## HOW TO COMPLETE THIS TASK
Needed from the entries below: every line that holds the word "return".

## Saved data entries
== Segment start ==

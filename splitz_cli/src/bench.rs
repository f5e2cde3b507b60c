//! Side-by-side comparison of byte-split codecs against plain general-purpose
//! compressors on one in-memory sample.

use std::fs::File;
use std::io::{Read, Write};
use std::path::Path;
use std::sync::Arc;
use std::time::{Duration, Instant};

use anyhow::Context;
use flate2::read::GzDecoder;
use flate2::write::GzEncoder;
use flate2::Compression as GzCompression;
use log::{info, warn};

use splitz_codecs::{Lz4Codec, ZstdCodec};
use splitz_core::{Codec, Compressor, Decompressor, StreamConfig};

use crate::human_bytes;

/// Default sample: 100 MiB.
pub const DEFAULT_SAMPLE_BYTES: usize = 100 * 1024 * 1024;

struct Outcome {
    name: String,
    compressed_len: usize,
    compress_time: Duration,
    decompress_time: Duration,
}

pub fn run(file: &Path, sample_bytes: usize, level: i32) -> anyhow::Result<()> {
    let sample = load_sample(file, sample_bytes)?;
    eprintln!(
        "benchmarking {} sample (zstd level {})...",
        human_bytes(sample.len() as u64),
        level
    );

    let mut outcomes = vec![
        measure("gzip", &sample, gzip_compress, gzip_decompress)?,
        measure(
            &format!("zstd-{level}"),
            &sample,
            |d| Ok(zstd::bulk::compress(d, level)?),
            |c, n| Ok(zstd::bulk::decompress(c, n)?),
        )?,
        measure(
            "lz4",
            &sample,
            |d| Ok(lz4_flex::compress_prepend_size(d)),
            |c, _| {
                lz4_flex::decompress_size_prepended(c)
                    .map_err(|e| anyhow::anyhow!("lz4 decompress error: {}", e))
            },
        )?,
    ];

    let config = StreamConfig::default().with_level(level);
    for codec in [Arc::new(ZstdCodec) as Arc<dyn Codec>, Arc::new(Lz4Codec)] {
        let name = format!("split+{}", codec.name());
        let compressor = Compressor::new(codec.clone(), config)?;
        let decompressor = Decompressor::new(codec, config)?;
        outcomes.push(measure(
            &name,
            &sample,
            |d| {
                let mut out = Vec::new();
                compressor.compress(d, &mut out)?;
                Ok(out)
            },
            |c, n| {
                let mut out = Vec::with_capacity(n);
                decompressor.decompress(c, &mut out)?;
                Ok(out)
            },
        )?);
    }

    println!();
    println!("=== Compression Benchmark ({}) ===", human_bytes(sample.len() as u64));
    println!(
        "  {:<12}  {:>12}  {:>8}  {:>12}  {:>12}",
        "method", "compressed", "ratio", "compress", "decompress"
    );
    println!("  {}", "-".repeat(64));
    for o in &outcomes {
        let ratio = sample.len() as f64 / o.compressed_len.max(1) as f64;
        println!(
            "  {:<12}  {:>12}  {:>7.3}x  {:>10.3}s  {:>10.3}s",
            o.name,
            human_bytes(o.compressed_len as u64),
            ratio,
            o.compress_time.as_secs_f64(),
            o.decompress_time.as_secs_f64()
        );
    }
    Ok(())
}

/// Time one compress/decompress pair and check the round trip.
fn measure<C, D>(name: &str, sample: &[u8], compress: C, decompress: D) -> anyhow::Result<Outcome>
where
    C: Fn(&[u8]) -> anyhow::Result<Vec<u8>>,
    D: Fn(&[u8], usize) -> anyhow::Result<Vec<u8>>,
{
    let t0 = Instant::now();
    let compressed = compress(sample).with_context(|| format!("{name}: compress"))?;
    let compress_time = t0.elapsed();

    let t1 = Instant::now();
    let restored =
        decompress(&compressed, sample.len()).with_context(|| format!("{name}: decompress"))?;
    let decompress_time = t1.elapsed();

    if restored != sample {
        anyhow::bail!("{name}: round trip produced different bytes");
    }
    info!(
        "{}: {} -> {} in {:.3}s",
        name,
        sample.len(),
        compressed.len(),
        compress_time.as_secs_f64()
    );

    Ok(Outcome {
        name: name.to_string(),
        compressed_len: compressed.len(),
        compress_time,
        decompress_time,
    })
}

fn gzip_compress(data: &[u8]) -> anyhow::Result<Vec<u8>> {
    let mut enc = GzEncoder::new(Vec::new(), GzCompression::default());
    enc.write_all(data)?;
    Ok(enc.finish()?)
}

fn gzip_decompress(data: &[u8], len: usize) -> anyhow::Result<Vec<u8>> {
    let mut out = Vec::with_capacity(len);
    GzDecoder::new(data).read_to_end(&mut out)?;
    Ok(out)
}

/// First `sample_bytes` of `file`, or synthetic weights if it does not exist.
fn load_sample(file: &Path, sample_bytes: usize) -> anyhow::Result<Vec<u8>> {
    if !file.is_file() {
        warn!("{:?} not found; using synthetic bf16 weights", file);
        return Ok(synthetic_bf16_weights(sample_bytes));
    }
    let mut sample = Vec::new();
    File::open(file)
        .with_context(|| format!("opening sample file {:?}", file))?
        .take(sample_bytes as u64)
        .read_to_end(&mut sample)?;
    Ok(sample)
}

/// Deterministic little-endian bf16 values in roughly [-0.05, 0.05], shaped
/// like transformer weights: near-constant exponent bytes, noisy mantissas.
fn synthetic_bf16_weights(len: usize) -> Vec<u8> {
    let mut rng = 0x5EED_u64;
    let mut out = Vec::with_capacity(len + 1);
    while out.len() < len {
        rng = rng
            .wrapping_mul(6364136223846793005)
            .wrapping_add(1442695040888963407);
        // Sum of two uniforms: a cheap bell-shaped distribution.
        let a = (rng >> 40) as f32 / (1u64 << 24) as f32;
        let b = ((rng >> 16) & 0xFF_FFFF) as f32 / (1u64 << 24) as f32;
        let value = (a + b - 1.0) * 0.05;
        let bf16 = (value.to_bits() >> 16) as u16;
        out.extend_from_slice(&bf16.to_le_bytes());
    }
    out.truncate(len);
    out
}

== Segment end ==
== Segment start ==

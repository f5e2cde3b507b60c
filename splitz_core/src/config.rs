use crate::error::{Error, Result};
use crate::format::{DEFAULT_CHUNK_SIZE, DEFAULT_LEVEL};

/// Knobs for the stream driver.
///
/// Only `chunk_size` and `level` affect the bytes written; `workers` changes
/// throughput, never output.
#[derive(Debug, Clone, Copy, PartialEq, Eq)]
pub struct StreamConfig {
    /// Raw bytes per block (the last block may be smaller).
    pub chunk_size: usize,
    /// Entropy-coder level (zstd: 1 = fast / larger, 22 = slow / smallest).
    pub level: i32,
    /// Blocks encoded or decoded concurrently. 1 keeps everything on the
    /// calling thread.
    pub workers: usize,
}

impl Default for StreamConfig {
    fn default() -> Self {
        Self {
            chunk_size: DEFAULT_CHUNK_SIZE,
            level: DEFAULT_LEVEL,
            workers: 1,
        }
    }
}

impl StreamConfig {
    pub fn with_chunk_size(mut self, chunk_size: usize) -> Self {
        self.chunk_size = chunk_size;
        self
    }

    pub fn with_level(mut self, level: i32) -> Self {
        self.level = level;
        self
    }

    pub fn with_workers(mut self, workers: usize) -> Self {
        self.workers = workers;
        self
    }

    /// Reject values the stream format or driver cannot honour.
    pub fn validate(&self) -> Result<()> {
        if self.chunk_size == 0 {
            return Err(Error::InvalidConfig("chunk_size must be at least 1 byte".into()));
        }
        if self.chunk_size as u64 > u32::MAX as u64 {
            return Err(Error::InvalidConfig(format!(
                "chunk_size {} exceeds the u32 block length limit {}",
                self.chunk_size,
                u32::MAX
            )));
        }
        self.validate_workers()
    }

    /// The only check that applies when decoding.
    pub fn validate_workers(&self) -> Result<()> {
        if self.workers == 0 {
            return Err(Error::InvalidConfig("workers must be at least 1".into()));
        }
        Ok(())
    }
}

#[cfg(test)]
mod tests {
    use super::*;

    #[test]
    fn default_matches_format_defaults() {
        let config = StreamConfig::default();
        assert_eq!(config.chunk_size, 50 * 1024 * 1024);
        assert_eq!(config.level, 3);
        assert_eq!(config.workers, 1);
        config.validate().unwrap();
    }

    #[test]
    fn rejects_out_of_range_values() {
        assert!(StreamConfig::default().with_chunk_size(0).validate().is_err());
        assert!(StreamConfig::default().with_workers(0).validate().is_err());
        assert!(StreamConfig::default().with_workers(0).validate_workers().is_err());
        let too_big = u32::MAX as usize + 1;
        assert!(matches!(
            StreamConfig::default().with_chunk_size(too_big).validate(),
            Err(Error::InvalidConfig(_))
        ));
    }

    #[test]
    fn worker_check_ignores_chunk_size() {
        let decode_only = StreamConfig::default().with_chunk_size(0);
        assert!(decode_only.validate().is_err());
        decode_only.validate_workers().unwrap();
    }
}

== Segment end ==
== Segment start ==

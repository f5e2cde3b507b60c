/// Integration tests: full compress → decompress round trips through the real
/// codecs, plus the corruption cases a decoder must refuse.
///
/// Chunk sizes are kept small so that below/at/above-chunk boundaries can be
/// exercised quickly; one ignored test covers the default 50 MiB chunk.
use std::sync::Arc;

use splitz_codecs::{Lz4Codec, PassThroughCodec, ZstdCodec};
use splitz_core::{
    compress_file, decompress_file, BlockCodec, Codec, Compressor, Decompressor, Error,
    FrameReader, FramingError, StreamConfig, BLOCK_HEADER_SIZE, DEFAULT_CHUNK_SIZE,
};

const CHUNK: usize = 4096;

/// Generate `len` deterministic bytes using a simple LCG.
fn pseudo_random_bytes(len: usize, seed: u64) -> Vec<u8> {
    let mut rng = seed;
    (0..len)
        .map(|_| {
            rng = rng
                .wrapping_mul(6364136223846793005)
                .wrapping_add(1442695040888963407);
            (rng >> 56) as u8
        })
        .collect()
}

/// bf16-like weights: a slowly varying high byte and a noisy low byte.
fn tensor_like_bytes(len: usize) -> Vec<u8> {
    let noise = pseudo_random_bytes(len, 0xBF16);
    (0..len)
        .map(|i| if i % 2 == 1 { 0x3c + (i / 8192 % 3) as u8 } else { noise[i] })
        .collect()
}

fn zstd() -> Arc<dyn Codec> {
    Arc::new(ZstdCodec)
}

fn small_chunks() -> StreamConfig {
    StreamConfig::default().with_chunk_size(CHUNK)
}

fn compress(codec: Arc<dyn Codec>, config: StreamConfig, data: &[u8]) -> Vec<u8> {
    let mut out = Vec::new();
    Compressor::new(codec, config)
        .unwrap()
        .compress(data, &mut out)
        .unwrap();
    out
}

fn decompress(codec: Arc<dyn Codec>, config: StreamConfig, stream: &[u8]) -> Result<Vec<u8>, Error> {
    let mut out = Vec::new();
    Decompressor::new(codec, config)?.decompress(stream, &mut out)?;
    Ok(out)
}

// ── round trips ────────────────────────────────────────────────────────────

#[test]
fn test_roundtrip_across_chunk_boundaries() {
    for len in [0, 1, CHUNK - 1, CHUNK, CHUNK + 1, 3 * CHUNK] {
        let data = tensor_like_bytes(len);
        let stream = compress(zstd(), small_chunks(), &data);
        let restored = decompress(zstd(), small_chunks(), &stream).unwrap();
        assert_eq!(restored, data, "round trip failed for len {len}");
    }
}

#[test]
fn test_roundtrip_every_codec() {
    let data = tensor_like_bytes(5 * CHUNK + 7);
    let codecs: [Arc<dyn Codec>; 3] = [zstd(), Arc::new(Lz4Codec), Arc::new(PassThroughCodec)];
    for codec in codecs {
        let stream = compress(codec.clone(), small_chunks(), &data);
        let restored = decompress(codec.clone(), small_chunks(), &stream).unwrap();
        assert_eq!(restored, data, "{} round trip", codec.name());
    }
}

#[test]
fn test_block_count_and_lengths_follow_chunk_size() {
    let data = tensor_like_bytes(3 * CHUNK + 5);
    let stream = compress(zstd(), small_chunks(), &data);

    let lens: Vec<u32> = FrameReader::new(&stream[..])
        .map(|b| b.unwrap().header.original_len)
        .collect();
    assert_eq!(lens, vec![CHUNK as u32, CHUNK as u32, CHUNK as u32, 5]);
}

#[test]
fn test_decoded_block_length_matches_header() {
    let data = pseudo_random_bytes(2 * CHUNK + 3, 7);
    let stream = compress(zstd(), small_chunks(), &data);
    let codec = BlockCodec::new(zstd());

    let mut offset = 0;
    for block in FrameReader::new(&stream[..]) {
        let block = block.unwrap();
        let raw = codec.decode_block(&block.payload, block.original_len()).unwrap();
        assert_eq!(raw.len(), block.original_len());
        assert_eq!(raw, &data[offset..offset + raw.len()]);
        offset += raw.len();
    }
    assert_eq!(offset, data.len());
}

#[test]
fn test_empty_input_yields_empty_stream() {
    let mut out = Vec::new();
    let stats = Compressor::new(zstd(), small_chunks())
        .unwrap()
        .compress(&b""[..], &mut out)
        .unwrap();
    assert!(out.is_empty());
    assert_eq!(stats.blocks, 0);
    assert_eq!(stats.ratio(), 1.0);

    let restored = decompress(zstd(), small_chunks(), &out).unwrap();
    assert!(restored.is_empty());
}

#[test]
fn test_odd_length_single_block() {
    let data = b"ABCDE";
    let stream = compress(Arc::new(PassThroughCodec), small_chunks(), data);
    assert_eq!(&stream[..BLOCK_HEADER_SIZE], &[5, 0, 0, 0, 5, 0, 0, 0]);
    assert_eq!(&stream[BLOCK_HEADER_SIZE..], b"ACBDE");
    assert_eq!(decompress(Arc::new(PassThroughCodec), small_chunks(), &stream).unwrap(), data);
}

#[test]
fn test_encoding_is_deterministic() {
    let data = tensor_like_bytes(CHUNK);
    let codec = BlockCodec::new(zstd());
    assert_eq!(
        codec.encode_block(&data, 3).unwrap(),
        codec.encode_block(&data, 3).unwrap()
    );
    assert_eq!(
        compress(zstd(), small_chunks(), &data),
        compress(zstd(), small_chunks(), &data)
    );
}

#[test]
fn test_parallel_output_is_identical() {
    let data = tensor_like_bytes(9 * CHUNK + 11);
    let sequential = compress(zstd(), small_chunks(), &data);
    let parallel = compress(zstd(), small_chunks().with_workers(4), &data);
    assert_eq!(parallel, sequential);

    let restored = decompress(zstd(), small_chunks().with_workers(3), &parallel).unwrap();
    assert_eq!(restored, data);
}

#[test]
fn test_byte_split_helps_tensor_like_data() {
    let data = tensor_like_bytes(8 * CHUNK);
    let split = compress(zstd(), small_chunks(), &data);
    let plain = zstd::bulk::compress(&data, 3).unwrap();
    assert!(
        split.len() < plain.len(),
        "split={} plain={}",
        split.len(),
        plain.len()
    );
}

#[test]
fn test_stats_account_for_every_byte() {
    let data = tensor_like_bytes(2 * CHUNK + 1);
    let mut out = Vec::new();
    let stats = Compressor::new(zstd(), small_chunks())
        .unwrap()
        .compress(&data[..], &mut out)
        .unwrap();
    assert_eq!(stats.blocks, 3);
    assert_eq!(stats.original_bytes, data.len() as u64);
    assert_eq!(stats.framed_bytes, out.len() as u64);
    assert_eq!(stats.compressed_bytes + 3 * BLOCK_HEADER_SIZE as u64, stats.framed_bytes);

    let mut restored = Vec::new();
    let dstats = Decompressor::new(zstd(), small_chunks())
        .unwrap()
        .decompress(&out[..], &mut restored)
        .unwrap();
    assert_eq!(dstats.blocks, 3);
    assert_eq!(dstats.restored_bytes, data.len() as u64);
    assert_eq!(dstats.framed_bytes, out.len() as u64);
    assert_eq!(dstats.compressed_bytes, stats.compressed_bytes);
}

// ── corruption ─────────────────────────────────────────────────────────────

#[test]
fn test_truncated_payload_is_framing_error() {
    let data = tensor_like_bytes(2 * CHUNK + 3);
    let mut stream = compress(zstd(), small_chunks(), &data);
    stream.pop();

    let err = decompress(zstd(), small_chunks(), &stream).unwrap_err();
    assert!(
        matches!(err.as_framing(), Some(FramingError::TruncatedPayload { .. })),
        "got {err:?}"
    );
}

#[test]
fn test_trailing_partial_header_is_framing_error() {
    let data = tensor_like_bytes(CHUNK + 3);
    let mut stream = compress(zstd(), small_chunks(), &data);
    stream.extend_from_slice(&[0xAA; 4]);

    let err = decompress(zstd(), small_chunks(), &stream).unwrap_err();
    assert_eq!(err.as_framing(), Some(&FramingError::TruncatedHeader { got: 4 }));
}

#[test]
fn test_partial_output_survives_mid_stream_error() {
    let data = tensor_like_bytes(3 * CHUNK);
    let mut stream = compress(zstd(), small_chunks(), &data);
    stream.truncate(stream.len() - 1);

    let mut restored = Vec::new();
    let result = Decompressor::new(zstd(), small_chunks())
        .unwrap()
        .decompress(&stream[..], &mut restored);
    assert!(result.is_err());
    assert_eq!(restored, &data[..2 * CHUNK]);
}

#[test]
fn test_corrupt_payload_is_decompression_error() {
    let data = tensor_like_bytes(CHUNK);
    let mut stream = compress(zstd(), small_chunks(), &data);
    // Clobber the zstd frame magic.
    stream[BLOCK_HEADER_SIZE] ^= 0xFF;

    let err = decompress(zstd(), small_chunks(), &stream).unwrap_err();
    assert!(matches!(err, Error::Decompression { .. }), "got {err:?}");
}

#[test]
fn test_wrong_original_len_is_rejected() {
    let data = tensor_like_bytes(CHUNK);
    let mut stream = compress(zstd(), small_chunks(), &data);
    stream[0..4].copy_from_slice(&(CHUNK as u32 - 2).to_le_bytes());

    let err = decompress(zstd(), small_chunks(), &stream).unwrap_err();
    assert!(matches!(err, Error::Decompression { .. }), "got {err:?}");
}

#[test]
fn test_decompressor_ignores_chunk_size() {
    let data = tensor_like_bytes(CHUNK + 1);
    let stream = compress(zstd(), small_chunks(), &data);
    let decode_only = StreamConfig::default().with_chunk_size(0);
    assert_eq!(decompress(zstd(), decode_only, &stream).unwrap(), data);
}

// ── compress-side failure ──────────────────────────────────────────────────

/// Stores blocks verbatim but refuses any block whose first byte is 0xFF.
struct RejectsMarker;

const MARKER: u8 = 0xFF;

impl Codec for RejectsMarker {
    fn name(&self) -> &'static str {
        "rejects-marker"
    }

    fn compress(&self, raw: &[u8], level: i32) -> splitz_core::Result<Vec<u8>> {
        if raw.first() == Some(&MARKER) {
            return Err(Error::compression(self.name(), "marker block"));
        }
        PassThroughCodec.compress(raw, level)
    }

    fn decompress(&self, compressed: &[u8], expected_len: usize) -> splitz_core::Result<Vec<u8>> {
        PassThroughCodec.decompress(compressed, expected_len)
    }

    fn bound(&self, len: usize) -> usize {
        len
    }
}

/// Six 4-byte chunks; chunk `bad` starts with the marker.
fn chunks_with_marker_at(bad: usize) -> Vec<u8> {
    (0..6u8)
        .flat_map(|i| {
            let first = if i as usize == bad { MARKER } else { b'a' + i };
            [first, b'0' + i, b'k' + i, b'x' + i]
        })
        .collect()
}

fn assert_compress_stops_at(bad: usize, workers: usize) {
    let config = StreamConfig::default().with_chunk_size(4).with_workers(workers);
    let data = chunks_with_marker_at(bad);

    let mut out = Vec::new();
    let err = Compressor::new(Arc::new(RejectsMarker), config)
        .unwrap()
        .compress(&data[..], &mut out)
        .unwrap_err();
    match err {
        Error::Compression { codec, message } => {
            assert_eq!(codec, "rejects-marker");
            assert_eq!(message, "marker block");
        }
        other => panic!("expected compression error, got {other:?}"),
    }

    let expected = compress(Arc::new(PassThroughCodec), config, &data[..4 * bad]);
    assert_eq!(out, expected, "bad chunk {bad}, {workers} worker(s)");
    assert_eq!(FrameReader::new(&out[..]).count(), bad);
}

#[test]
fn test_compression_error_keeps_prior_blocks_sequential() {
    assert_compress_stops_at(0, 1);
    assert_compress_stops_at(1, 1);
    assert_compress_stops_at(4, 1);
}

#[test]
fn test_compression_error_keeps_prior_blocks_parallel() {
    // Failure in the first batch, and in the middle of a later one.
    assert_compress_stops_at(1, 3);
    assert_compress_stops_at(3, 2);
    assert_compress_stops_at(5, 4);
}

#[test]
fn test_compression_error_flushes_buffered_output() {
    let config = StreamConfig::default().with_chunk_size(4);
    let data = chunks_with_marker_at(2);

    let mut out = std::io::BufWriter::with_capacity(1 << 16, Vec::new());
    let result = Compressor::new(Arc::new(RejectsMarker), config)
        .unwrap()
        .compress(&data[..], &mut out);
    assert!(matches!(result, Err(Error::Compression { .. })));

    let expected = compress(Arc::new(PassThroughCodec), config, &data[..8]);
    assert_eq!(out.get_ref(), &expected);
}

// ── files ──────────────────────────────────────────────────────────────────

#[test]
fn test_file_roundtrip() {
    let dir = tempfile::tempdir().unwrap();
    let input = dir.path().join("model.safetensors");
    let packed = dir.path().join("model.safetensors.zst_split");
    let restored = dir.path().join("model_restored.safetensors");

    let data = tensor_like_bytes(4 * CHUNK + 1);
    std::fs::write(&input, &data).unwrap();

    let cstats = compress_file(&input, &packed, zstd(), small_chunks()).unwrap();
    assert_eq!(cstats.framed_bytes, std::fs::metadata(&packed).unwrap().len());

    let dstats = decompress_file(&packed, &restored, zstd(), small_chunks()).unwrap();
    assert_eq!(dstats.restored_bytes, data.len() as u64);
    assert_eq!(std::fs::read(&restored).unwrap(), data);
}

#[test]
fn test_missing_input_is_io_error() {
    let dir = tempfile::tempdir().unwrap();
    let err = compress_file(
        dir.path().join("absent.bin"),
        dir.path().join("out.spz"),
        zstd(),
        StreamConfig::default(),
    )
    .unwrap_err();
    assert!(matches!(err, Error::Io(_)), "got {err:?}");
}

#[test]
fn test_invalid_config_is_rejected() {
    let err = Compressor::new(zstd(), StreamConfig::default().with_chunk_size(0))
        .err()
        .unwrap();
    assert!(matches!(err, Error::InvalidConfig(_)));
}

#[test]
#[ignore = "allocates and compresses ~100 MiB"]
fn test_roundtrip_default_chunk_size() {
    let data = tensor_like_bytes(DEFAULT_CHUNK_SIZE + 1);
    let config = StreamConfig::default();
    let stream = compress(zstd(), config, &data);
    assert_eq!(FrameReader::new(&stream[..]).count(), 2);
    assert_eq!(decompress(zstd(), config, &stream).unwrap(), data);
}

== Segment end ==

## RESPONSE
        return Ok(synthetic_bf16_weights(sample_bytes));
            return Err(Error::InvalidConfig("chunk_size must be at least 1 byte".into()));
            return Err(Error::InvalidConfig(format!(
            return Err(Error::InvalidConfig("workers must be at least 1".into()));
            return Err(Error::compression(self.name(), "marker block"));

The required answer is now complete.